Search term "SiteError": copy each line of the data containing it.

--- Entries provided Enclosed Below ---

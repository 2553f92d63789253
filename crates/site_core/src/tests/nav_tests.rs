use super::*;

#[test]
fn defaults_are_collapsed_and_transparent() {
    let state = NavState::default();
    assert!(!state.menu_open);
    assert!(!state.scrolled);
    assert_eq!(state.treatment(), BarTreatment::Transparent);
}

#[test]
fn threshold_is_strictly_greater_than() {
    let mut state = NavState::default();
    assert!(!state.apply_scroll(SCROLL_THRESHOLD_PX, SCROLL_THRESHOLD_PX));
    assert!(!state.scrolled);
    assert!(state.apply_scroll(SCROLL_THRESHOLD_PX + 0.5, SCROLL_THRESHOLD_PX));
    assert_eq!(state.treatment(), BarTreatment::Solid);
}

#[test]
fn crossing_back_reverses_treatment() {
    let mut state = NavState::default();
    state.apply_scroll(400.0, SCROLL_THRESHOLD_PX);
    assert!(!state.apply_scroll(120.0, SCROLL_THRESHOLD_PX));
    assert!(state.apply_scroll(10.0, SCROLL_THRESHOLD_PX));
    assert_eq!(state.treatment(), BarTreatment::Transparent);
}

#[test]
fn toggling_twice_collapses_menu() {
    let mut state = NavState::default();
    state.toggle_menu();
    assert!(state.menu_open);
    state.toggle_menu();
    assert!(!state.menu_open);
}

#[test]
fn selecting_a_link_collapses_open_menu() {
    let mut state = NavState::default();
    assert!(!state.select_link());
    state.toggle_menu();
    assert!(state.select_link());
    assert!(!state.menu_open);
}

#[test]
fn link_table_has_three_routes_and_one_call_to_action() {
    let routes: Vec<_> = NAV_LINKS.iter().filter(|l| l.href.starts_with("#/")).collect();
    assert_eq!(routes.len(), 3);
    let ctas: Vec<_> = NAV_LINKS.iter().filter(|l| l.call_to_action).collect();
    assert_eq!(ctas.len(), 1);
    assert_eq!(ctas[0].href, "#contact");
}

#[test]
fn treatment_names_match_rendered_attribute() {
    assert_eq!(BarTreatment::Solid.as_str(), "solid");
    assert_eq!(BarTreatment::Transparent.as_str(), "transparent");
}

--- End of Enclosed Entries provided ---
--- Entries provided Enclosed Below ---

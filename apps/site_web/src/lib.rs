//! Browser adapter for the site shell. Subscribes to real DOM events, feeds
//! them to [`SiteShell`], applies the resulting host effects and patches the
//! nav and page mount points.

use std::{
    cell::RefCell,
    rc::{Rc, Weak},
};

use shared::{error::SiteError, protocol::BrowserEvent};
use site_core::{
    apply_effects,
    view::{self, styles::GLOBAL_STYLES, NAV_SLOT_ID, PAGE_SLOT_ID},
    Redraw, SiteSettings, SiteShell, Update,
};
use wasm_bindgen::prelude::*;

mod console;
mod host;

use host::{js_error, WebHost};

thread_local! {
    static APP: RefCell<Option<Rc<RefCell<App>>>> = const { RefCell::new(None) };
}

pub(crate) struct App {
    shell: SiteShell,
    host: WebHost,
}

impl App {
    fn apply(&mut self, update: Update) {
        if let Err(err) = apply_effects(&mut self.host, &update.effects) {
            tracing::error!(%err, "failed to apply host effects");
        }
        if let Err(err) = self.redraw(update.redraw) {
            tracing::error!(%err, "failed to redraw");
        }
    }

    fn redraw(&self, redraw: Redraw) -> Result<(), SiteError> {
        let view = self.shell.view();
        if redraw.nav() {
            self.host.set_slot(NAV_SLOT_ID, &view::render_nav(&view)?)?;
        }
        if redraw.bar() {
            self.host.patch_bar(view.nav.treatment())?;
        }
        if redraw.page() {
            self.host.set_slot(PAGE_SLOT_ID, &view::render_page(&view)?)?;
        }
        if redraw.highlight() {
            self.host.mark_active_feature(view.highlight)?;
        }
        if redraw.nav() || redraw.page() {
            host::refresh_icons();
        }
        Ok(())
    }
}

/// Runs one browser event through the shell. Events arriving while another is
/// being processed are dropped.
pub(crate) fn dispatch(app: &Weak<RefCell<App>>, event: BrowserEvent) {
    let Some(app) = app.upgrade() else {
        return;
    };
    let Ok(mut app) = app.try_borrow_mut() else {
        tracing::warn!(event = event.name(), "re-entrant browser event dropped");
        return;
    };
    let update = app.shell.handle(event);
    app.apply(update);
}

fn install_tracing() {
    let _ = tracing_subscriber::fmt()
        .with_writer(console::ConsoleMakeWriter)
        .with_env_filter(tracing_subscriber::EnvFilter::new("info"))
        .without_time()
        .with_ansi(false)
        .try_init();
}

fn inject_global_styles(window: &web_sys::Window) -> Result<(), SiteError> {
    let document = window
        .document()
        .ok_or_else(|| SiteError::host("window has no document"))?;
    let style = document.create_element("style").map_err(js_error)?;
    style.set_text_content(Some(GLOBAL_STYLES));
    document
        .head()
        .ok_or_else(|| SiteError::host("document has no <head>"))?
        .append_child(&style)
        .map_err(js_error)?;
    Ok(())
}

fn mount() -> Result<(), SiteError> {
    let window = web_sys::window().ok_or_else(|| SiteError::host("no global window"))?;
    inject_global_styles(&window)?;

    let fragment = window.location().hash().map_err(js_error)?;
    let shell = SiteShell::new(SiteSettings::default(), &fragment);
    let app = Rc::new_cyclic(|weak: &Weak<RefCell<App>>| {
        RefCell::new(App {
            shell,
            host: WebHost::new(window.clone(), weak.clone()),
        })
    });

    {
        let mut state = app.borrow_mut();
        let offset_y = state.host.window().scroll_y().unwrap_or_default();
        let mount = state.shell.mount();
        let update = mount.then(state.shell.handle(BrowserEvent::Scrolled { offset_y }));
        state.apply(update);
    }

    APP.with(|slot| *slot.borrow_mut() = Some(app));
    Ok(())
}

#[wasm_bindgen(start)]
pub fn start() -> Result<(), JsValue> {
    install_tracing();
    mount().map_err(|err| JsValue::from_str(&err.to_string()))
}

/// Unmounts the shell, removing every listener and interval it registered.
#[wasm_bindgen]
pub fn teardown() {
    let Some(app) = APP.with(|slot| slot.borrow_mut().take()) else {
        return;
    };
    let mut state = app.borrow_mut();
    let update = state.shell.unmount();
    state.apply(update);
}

--- End of Enclosed Entries provided ---

- Result for this exercise -
use shared::{error::SiteError, protocol::BrowserEvent};
    fn redraw(&self, redraw: Redraw) -> Result<(), SiteError> {
fn inject_global_styles(window: &web_sys::Window) -> Result<(), SiteError> {
        .ok_or_else(|| SiteError::host("window has no document"))?;
        .ok_or_else(|| SiteError::host("document has no <head>"))?
fn mount() -> Result<(), SiteError> {
    let window = web_sys::window().ok_or_else(|| SiteError::host("no global window"))?;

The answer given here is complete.